Activity: Look through the entries below and report every line that has "HEAD".

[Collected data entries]

use clap::{Parser, Subcommand};
use layer_guide::config::{self, SiteConfig};
use layer_guide::content::ContentStore;
use layer_guide::diagram::NodeId;
use layer_guide::search::{ContentSearch, DEFAULT_SCENARIO_FIELDS};
use layer_guide::stepper::ScenarioStepper;
use layer_guide::{generate, output};
use std::path::Path;
use std::path::PathBuf;

fn version_string() -> &'static str {
    let on_tag = env!("ON_RELEASE_TAG");
    if on_tag == "true" {
        env!("CARGO_PKG_VERSION")
    } else {
        let hash = env!("GIT_HASH");
        if hash.is_empty() {
            "dev@unknown"
        } else {
            Box::leak(format!("dev@{hash}").into_boxed_str())
        }
    }
}

#[derive(Parser)]
#[command(name = "layer-guide")]
#[command(about = "Static learning site for the DAO / DTO / Entity layering pattern")]
#[command(long_about = "\
Static learning site for the DAO / DTO / Entity layering pattern

Builds a layer diagram, stepped request walkthroughs, a searchable glossary
and a reference download page as plain HTML.

Content structure (every file optional; missing files use the built-in copy):

  content/
  ├── config.toml       # Site config (title, colors, search fields, ...)
  ├── glossary.toml     # [[entries]] term, term_en, definition, example
  ├── scenarios.toml    # [[scenarios]] id, title, description, [[scenarios.steps]]
  ├── download.toml     # [artifact], [[resources]], tips (markdown)
  └── assets/           # Copied to the output root (e.g. dao-dto-reference.pdf)

Run 'layer-guide gen-config' to generate a documented config.toml.")]
#[command(version = version_string())]
struct Cli {
    /// Content directory
    #[arg(long, default_value = "content", global = true)]
    source: PathBuf,

    /// Output directory
    #[arg(long, default_value = "dist", global = true)]
    output: PathBuf,

    #[command(subcommand)]
    command: Command,
}

#[derive(Subcommand)]
enum Command {
    /// Load content and write the full site
    Build,
    /// Validate content and print the inventory without building
    Check,
    /// Search the glossary (or scenarios) the way the site does
    Search {
        /// Case-insensitive substring; blank matches everything
        query: String,
        /// Search scenarios instead of glossary terms
        #[arg(long)]
        scenarios: bool,
        /// Print results as JSON
        #[arg(long)]
        json: bool,
    },
    /// Print one step of a scenario walkthrough
    Scenario {
        /// Scenario id, e.g. user-registration
        id: String,
        /// Step to show (1-based)
        #[arg(long, default_value_t = 1)]
        step: usize,
    },
    /// Print the info panel of a diagram node
    Concept {
        /// Node id: controller, dto, service, entity, dao, database
        id: NodeId,
    },
    /// Print a stock config.toml with all options documented
    GenConfig,
}

fn main() -> Result<(), Box<dyn std::error::Error>> {
    let cli = Cli::parse();

    match cli.command {
        Command::Build => {
            let (store, site_config) = load(&cli.source)?;
            println!("==> Generating HTML → {}", cli.output.display());
            let report = generate::generate(&store, &site_config, &cli.source, &cli.output)?;
            output::print_generate_output(&report, &site_config);
            println!("==> Build complete: {}", cli.output.display());
        }
        Command::Check => {
            println!("==> Checking {}", cli.source.display());
            let (store, site_config) = load(&cli.source)?;
            output::print_check_output(&store, &site_config, &cli.source);
            println!("==> Content is valid");
        }
        Command::Search {
            query,
            scenarios,
            json,
        } => {
            let (store, site_config) = load(&cli.source)?;
            if scenarios {
                let mut search = ContentSearch::new(&store.scenarios, &DEFAULT_SCENARIO_FIELDS);
                search.set_query(query);
                if json {
                    println!("{}", output::format_search_json(&search)?);
                } else {
                    output::print_lines(&output::format_scenario_search(&search));
                }
            } else {
                let mut search = ContentSearch::new(&store.glossary, &site_config.search.fields);
                search.set_query(query);
                if json {
                    println!("{}", output::format_search_json(&search)?);
                } else {
                    output::print_lines(&output::format_glossary_search(&search));
                }
            }
        }
        Command::Scenario { id, step } => {
            let (store, _) = load(&cli.source)?;
            let scenario = store.scenario(&id).ok_or_else(|| {
                let ids: Vec<&str> = store.scenarios.iter().map(|s| s.id.as_str()).collect();
                format!("unknown scenario '{}' (expected one of: {})", id, ids.join(", "))
            })?;
            let stepper = step
                .checked_sub(1)
                .and_then(|index| ScenarioStepper::at(scenario, index))
                .ok_or_else(|| {
                    format!(
                        "scenario '{}' has {} steps; --step must be 1..={}",
                        id,
                        scenario.steps.len(),
                        scenario.steps.len()
                    )
                })?;
            output::print_lines(&output::format_scenario_step(&stepper));
        }
        Command::Concept { id } => {
            output::print_lines(&output::format_concept(id.node()));
        }
        Command::GenConfig => {
            print!("{}", config::stock_config_toml());
        }
    }

    Ok(())
}

/// Load site config and content from the source directory.
fn load(source: &Path) -> Result<(ContentStore, SiteConfig), Box<dyn std::error::Error>> {
    let site_config = config::load_config(source)?;
    let store = ContentStore::load(source)?;
    Ok((store, site_config))
}
//! Content records shared by the loader, the view-models and the renderer.
//!
//! All of these are deserialized once from TOML at startup and never
//! mutated afterwards.

use serde::{Deserialize, Serialize};

/// A glossary term with its English name, definition and optional example.
#[derive(Debug, Clone, PartialEq, Serialize, Deserialize)]
#[serde(deny_unknown_fields)]
pub struct GlossaryEntry {
    /// Display term (Korean or English). Unique within the glossary.
    pub term: String,
    /// English name shown next to the term.
    pub term_en: String,
    pub definition: String,
    #[serde(default, skip_serializing_if = "Option::is_none")]
    pub example: Option<String>,
}

/// One stage of a scenario walkthrough.
///
/// `layer` is an open set (`Controller`, `Service`, `Repository/DAO`,
/// `Entity`, `Database`, `Mapper`, `Response`, ...). Unknown layers render
/// with a neutral badge.
#[derive(Debug, Clone, PartialEq, Serialize, Deserialize)]
#[serde(deny_unknown_fields)]
pub struct ScenarioStep {
    pub layer: String,
    pub description: String,
    #[serde(default, skip_serializing_if = "Option::is_none")]
    pub code: Option<String>,
}

/// A stepped walkthrough of one request through the layers.
#[derive(Debug, Clone, PartialEq, Serialize, Deserialize)]
#[serde(deny_unknown_fields)]
pub struct Scenario {
    /// URL-safe identifier, unique within the scenario list.
    pub id: String,
    pub title: String,
    pub description: String,
    /// Ordered, non-empty.
    pub steps: Vec<ScenarioStep>,
}

/// The downloadable reference document described on the download page.
#[derive(Debug, Clone, PartialEq, Serialize, Deserialize)]
#[serde(deny_unknown_fields)]
pub struct Artifact {
    pub title: String,
    pub description: String,
    /// Bullet list of what the document covers.
    #[serde(default)]
    pub contents: Vec<String>,
}

/// An outbound link to third-party reading material.
#[derive(Debug, Clone, PartialEq, Serialize, Deserialize)]
#[serde(deny_unknown_fields)]
pub struct Resource {
    pub title: String,
    pub description: String,
    pub url: String,
    pub link_label: String,
}

/// Everything the download page shows apart from site chrome.
#[derive(Debug, Clone, PartialEq, Serialize, Deserialize)]
#[serde(deny_unknown_fields)]
pub struct DownloadContent {
    pub artifact: Artifact,
    #[serde(default)]
    pub resources: Vec<Resource>,
    /// Markdown, rendered into the tips box.
    #[serde(default)]
    pub tips: String,
}
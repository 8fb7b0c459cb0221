//! Case-insensitive substring filtering over content collections.
//!
//! The filter is generic over record shape: a record type opts in by
//! implementing [`Searchable`], naming its searchable fields with an
//! associated `Field` type. A field that is absent on a given record
//! (`None`) never matches.
//!
//! ## Matching Rule
//!
//! - An empty or whitespace-only query matches everything, in original order.
//! - Otherwise the query is lowercased as typed (surrounding whitespace is
//!   kept) and an item matches when any named field contains it.
//!
//! [`ContentSearch`] wraps the rule in a small view-model: it owns the query,
//! recomputes the filtered view whenever the query, the items or the field
//! list change, and exposes counts for display. The embedded `search.js`
//! applies the same rule in the browser.

use crate::types::{GlossaryEntry, Scenario};
use serde::{Deserialize, Serialize};

/// A record type whose text fields can be searched.
pub trait Searchable {
    /// Names the searchable fields of this record type.
    type Field: Copy;

    /// Text of `field` on this record, or `None` if the record has no value
    /// for it.
    fn field_text(&self, field: Self::Field) -> Option<&str>;
}

/// Searchable fields of a [`GlossaryEntry`].
#[derive(Debug, Clone, Copy, PartialEq, Eq, Hash, Serialize, Deserialize)]
#[serde(rename_all = "snake_case")]
pub enum GlossaryField {
    Term,
    TermEn,
    Definition,
    Example,
}

impl GlossaryField {
    /// Name used in config files and in the `data-*` attributes read by
    /// `search.js`.
    pub fn as_str(self) -> &'static str {
        match self {
            GlossaryField::Term => "term",
            GlossaryField::TermEn => "term_en",
            GlossaryField::Definition => "definition",
            GlossaryField::Example => "example",
        }
    }
}

/// Fields the home page glossary searches unless config says otherwise.
pub const DEFAULT_GLOSSARY_FIELDS: [GlossaryField; 3] = [
    GlossaryField::Term,
    GlossaryField::TermEn,
    GlossaryField::Definition,
];

impl Searchable for GlossaryEntry {
    type Field = GlossaryField;

    fn field_text(&self, field: GlossaryField) -> Option<&str> {
        match field {
            GlossaryField::Term => Some(&self.term),
            GlossaryField::TermEn => Some(&self.term_en),
            GlossaryField::Definition => Some(&self.definition),
            GlossaryField::Example => self.example.as_deref(),
        }
    }
}

/// Searchable fields of a [`Scenario`].
#[derive(Debug, Clone, Copy, PartialEq, Eq, Hash, Serialize, Deserialize)]
#[serde(rename_all = "snake_case")]
pub enum ScenarioField {
    Id,
    Title,
    Description,
}

pub const DEFAULT_SCENARIO_FIELDS: [ScenarioField; 3] = [
    ScenarioField::Id,
    ScenarioField::Title,
    ScenarioField::Description,
];

impl Searchable for Scenario {
    type Field = ScenarioField;

    fn field_text(&self, field: ScenarioField) -> Option<&str> {
        match field {
            ScenarioField::Id => Some(&self.id),
            ScenarioField::Title => Some(&self.title),
            ScenarioField::Description => Some(&self.description),
        }
    }
}

/// True when `query` should be treated as "no filter".
pub fn is_blank(query: &str) -> bool {
    query.trim().is_empty()
}

/// Whether `item` matches an already-lowercased, non-blank `needle`.
fn matches<T: Searchable>(item: &T, fields: &[T::Field], needle: &str) -> bool {
    fields.iter().any(|&field| {
        item.field_text(field)
            .is_some_and(|text| text.to_lowercase().contains(needle))
    })
}

/// Filter `items` by `query` across `fields`.
///
/// Returns references in original order. A blank query returns every item.
pub fn filter_items<'a, T: Searchable>(
    items: &'a [T],
    fields: &[T::Field],
    query: &str,
) -> Vec<&'a T> {
    if is_blank(query) {
        return items.iter().collect();
    }
    let needle = query.to_lowercase();
    items
        .iter()
        .filter(|item| matches(*item, fields, &needle))
        .collect()
}

/// Query state plus the derived, filtered view of a collection.
///
/// The filtered view is recomputed eagerly on every input change so reads
/// never observe a stale result.
pub struct ContentSearch<'a, T: Searchable> {
    items: &'a [T],
    fields: Vec<T::Field>,
    query: String,
    filtered: Vec<&'a T>,
}

impl<'a, T: Searchable> ContentSearch<'a, T> {
    /// Start with an empty query, i.e. every item visible.
    pub fn new(items: &'a [T], fields: &[T::Field]) -> Self {
        Self {
            items,
            fields: fields.to_vec(),
            query: String::new(),
            filtered: items.iter().collect(),
        }
    }

    /// Replace the query.
    pub fn set_query(&mut self, query: impl Into<String>) {
        self.query = query.into();
        self.recompute();
    }

    /// Replace the underlying collection, keeping the query.
    pub fn set_items(&mut self, items: &'a [T]) {
        self.items = items;
        self.recompute();
    }

    /// Replace the searched fields, keeping the query.
    pub fn set_fields(&mut self, fields: &[T::Field]) {
        self.fields = fields.to_vec();
        self.recompute();
    }

    fn recompute(&mut self) {
        self.filtered = filter_items(self.items, &self.fields, &self.query);
    }

    pub fn query(&self) -> &str {
        &self.query
    }

    pub fn fields(&self) -> &[T::Field] {
        &self.fields
    }

    pub fn filtered_items(&self) -> &[&'a T] {
        &self.filtered
    }

    pub fn has_results(&self) -> bool {
        !self.filtered.is_empty()
    }

    pub fn total_count(&self) -> usize {
        self.items.len()
    }

    pub fn filtered_count(&self) -> usize {
        self.filtered.len()
    }

    /// Whether a non-blank query is narrowing the view.
    pub fn is_filtering(&self) -> bool {
        !is_blank(&self.query)
    }
}
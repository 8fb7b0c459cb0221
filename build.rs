use std::process::{Command, Output};

fn git(args: &[&str]) -> Option<Output> {
    Command::new("git")
        .args(args)
        .output()
        .ok()
        .filter(|o| o.status.success())
}

fn main() {
    // Version string changes with HEAD
    println!("cargo:rerun-if-changed=.git/HEAD");
    println!("cargo:rerun-if-changed=.git/refs/");

    let hash = git(&["rev-parse", "--short", "HEAD"])
        .map(|o| String::from_utf8_lossy(&o.stdout).trim().to_string())
        .unwrap_or_default();
    let on_tag = git(&["describe", "--exact-match", "--tags", "HEAD"]).is_some();

    println!("cargo:rustc-env=GIT_HASH={hash}");
    println!("cargo:rustc-env=ON_RELEASE_TAG={on_tag}");
}
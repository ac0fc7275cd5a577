//! Derived view model: pure summaries over a request snapshot.
//!
//! Nothing here mutates a request. SLA classes are recomputed against the
//! `now` the caller passes in, so the same snapshot can be re-read as time
//! moves on. Ratios and averages over an empty input are 0, never NaN.

use crate::core::lifecycle::{RequestKind, Status};
use crate::core::request::{ActivityAction, Priority, Request};
use chrono::{DateTime, Duration, Utc};
use serde::Serialize;
use std::collections::BTreeMap;

/// Count of requests per status.
#[derive(Debug, Clone, Default, PartialEq, Eq, Serialize)]
pub struct StatusCounts {
    pub counts: BTreeMap<Status, usize>,
}

impl StatusCounts {
    pub fn get(&self, status: Status) -> usize {
        self.counts.get(&status).copied().unwrap_or(0)
    }

    pub fn total(&self) -> usize {
        self.counts.values().sum()
    }

    pub fn percentages(&self) -> BTreeMap<Status, f64> {
        percentage_shares(&self.counts)
    }
}

/// `part / total` as a percentage; 0 when `total` is 0.
pub fn percent(part: usize, total: usize) -> f64 {
    if total == 0 {
        0.0
    } else {
        part as f64 * 100.0 / total as f64
    }
}

/// Each key's share of the total. Shares sum to 100 (within floating point
/// rounding) when the total is non-zero, and are all 0 otherwise.
pub fn percentage_shares<K: Ord + Copy>(counts: &BTreeMap<K, usize>) -> BTreeMap<K, f64> {
    let total: usize = counts.values().sum();
    counts
        .iter()
        .map(|(k, &n)| (*k, percent(n, total)))
        .collect()
}

/// Status breakdown restricted to requests matching `filter`.
///
/// With a `kind`, only that kind is counted and every member of its status
/// enum appears in the result, zero counts included.
pub fn status_counts_where<F>(
    requests: &[Request],
    kind: Option<RequestKind>,
    filter: F,
) -> StatusCounts
where
    F: Fn(&Request) -> bool,
{
    let mut counts = BTreeMap::new();
    if let Some(k) = kind {
        for status in k.statuses() {
            counts.insert(status, 0);
        }
    }
    for request in requests {
        if kind.is_some_and(|k| request.kind != k) || !filter(request) {
            continue;
        }
        *counts.entry(request.status).or_insert(0) += 1;
    }
    StatusCounts { counts }
}

pub fn status_counts(requests: &[Request], kind: Option<RequestKind>) -> StatusCounts {
    status_counts_where(requests, kind, |_| true)
}

/// Every priority appears, zero counts included.
pub fn priority_counts(requests: &[Request]) -> BTreeMap<Priority, usize> {
    let mut counts: BTreeMap<Priority, usize> = Priority::ALL.iter().map(|p| (*p, 0)).collect();
    for request in requests {
        *counts.entry(request.priority).or_insert(0) += 1;
    }
    counts
}

/// Requests picked up and not yet finished.
pub fn active_count(requests: &[Request]) -> usize {
    requests.iter().filter(|r| r.status.is_active()).count()
}

/// Share of requests that reached a completion state, as a percentage.
pub fn completion_rate(requests: &[Request]) -> f64 {
    let completed = requests
        .iter()
        .filter(|r| r.status.is_completion())
        .count();
    percent(completed, requests.len())
}

/// Mean hours from submission to completion over completed requests.
pub fn average_resolution_hours(requests: &[Request]) -> f64 {
    let durations: Vec<f64> = requests
        .iter()
        .filter_map(|r| r.completed_at.map(|done| done - r.created_at))
        .map(|d| d.num_minutes() as f64 / 60.0)
        .collect();
    if durations.is_empty() {
        return 0.0;
    }
    durations.iter().sum::<f64>() / durations.len() as f64
}

#[derive(Debug, Clone, Copy, PartialEq, Eq, Hash, PartialOrd, Ord, Serialize)]
#[serde(rename_all = "kebab-case")]
pub enum SlaStatus {
    Breached,
    AtRisk,
    OnTrack,
}

impl SlaStatus {
    pub fn as_str(&self) -> &'static str {
        match self {
            SlaStatus::Breached => "breached",
            SlaStatus::AtRisk => "at-risk",
            SlaStatus::OnTrack => "on-track",
        }
    }
}

/// Due-date health relative to `now`.
///
/// Terminal requests and requests without a due date are on-track.
pub fn classify_sla(request: &Request, now: DateTime<Utc>, at_risk_window: Duration) -> SlaStatus {
    if request.status.is_terminal() {
        return SlaStatus::OnTrack;
    }
    match request.due_date {
        None => SlaStatus::OnTrack,
        Some(due) if due < now => SlaStatus::Breached,
        Some(due) if due - now <= at_risk_window => SlaStatus::AtRisk,
        Some(_) => SlaStatus::OnTrack,
    }
}

#[derive(Debug, Clone, Copy, Default, PartialEq, Eq, Serialize)]
pub struct SlaSummary {
    pub breached: usize,
    pub at_risk: usize,
    pub on_track: usize,
}

impl SlaSummary {
    pub fn total(&self) -> usize {
        self.breached + self.at_risk + self.on_track
    }
}

pub fn sla_summary(requests: &[Request], now: DateTime<Utc>, at_risk_window: Duration) -> SlaSummary {
    let mut summary = SlaSummary::default();
    for request in requests {
        match classify_sla(request, now, at_risk_window) {
            SlaStatus::Breached => summary.breached += 1,
            SlaStatus::AtRisk => summary.at_risk += 1,
            SlaStatus::OnTrack => summary.on_track += 1,
        }
    }
    summary
}

#[derive(Debug, Clone, Copy, PartialEq, Eq, Serialize)]
#[serde(rename_all = "kebab-case")]
pub enum FeedEvent {
    Submitted,
    Completed,
    Activity(ActivityAction),
}

#[derive(Debug, Clone, PartialEq, Eq, Serialize)]
pub struct FeedItem {
    pub request_id: String,
    pub title: String,
    pub event: FeedEvent,
    pub actor: String,
    pub detail: String,
    pub timestamp: DateTime<Utc>,
}

/// Submissions, completions and activity entries of every request merged
/// into one sequence, most recent first, capped at `limit`.
pub fn activity_feed(requests: &[Request], limit: usize) -> Vec<FeedItem> {
    let mut items = Vec::new();
    for request in requests {
        items.push(FeedItem {
            request_id: request.id.clone(),
            title: request.title.clone(),
            event: FeedEvent::Submitted,
            actor: request.requester.clone(),
            detail: format!("{} request submitted", request.kind),
            timestamp: request.created_at,
        });
        if let Some(done) = request.completed_at {
            items.push(FeedItem {
                request_id: request.id.clone(),
                title: request.title.clone(),
                event: FeedEvent::Completed,
                actor: request.assigned_to.clone().unwrap_or_default(),
                detail: format!("reached {}", request.status),
                timestamp: done,
            });
        }
        for entry in &request.activity_log {
            items.push(FeedItem {
                request_id: request.id.clone(),
                title: request.title.clone(),
                event: FeedEvent::Activity(entry.action),
                actor: entry.actor.clone(),
                detail: entry.detail.clone(),
                timestamp: entry.timestamp,
            });
        }
    }
    items.sort_by(|a, b| b.timestamp.cmp(&a.timestamp));
    items.truncate(limit);
    items
}

/// Everything the summary report shows, computed in one pass over a snapshot.
#[derive(Debug, Clone, Serialize)]
pub struct Summary {
    pub kind: Option<RequestKind>,
    pub total: usize,
    pub active: usize,
    pub by_status: StatusCounts,
    pub status_share: BTreeMap<Status, f64>,
    pub by_priority: BTreeMap<Priority, usize>,
    pub sla: SlaSummary,
    pub completion_rate: f64,
    pub average_resolution_hours: f64,
}

pub fn summarize(
    requests: &[Request],
    kind: Option<RequestKind>,
    now: DateTime<Utc>,
    at_risk_window: Duration,
) -> Summary {
    let scoped: Vec<Request> = requests
        .iter()
        .filter(|r| kind.is_none_or(|k| r.kind == k))
        .cloned()
        .collect();
    let by_status = status_counts(&scoped, kind);
    Summary {
        kind,
        total: scoped.len(),
        active: active_count(&scoped),
        status_share: by_status.percentages(),
        by_status,
        by_priority: priority_counts(&scoped),
        sla: sla_summary(&scoped, now, at_risk_window),
        completion_rate: completion_rate(&scoped),
        average_resolution_hours: average_resolution_hours(&scoped),
    }
}

#[cfg(test)]
mod tests {
    use super::*;

    #[test]
    fn test_percent_guards_zero_total() {
        assert_eq!(percent(0, 0), 0.0);
        assert_eq!(percent(3, 0), 0.0);
        assert_eq!(percent(1, 4), 25.0);
    }

    #[test]
    fn test_percentage_shares_empty_map() {
        let counts: BTreeMap<Priority, usize> = BTreeMap::new();
        assert!(percentage_shares(&counts).is_empty());
    }

    #[test]
    fn test_empty_inputs_default_to_zero() {
        assert_eq!(completion_rate(&[]), 0.0);
        assert_eq!(average_resolution_hours(&[]), 0.0);
        assert_eq!(active_count(&[]), 0);
        assert!(activity_feed(&[], 7).is_empty());
        let counts = status_counts(&[], Some(RequestKind::Build));
        assert_eq!(counts.total(), 0);
        assert_eq!(counts.counts.len(), 7);
        assert!(counts.percentages().values().all(|p| *p == 0.0));
    }

    #[test]
    fn test_sla_status_names() {
        assert_eq!(SlaStatus::AtRisk.as_str(), "at-risk");
        assert_eq!(
            serde_json::to_string(&SlaStatus::OnTrack).unwrap(),
            "\"on-track\""
        );
    }
}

Response below:
    // Version string changes with HEAD
    println!("cargo:rerun-if-changed=.git/HEAD");
    let hash = git(&["rev-parse", "--short", "HEAD"])
    let on_tag = git(&["describe", "--exact-match", "--tags", "HEAD"]).is_some();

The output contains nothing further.